WORK TASK →
In the data below, find each line carrying the string "trace" and copy it out.

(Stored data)
---

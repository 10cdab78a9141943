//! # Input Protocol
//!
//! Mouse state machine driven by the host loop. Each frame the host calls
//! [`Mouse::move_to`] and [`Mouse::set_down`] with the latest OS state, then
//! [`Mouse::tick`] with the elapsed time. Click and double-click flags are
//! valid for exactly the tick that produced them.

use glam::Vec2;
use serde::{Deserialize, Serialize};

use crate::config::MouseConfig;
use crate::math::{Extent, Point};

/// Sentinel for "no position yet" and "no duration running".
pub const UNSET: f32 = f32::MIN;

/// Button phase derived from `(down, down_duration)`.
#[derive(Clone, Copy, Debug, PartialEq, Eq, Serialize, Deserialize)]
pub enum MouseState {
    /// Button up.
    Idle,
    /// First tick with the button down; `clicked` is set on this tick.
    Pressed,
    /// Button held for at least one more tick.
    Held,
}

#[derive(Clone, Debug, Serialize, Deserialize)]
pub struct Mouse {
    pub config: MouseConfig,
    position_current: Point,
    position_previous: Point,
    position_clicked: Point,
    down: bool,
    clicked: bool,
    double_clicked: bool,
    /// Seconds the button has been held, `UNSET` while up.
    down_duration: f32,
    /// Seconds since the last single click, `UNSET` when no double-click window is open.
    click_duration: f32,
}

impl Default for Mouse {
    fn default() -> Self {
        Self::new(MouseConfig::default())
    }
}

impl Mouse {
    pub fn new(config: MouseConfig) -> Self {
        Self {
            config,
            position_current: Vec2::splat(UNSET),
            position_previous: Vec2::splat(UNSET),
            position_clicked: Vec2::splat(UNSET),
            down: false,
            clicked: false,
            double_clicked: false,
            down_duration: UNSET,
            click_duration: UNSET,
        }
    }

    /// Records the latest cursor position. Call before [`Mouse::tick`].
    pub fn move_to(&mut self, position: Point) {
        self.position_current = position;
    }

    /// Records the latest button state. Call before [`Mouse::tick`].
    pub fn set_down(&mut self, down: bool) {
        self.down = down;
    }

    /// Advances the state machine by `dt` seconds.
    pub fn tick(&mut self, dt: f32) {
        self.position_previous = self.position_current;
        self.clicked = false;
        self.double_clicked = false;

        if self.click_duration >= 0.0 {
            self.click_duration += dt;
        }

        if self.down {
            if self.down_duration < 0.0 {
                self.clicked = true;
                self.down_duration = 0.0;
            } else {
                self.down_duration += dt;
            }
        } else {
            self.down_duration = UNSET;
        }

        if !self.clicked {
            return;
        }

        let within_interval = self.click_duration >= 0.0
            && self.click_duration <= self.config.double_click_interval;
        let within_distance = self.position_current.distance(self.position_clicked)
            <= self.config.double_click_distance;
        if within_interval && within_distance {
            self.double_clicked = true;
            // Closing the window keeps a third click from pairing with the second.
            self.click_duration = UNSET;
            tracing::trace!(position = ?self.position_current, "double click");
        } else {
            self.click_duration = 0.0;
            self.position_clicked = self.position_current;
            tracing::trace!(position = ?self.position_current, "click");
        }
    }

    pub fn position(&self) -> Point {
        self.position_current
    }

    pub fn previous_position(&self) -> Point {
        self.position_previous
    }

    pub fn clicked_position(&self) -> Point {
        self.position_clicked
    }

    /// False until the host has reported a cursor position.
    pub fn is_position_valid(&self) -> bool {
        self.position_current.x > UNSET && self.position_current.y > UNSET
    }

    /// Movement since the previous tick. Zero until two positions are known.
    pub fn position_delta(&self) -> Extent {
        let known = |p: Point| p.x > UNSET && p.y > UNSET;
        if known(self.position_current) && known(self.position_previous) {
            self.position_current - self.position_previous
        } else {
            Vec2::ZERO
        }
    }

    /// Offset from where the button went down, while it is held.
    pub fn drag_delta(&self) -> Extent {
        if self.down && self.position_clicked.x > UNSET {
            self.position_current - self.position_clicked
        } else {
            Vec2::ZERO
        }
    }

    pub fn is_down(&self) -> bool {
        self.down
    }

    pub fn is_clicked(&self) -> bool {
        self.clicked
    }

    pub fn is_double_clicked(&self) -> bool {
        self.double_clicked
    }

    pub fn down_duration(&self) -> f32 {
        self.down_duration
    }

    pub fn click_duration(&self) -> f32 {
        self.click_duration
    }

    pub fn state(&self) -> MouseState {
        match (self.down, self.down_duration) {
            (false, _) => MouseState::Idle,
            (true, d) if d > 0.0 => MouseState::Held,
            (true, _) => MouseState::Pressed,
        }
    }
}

---

EXERCISE RESPONSE →
            tracing::trace!(position = ?self.position_current, "double click");
            tracing::trace!(position = ?self.position_current, "click");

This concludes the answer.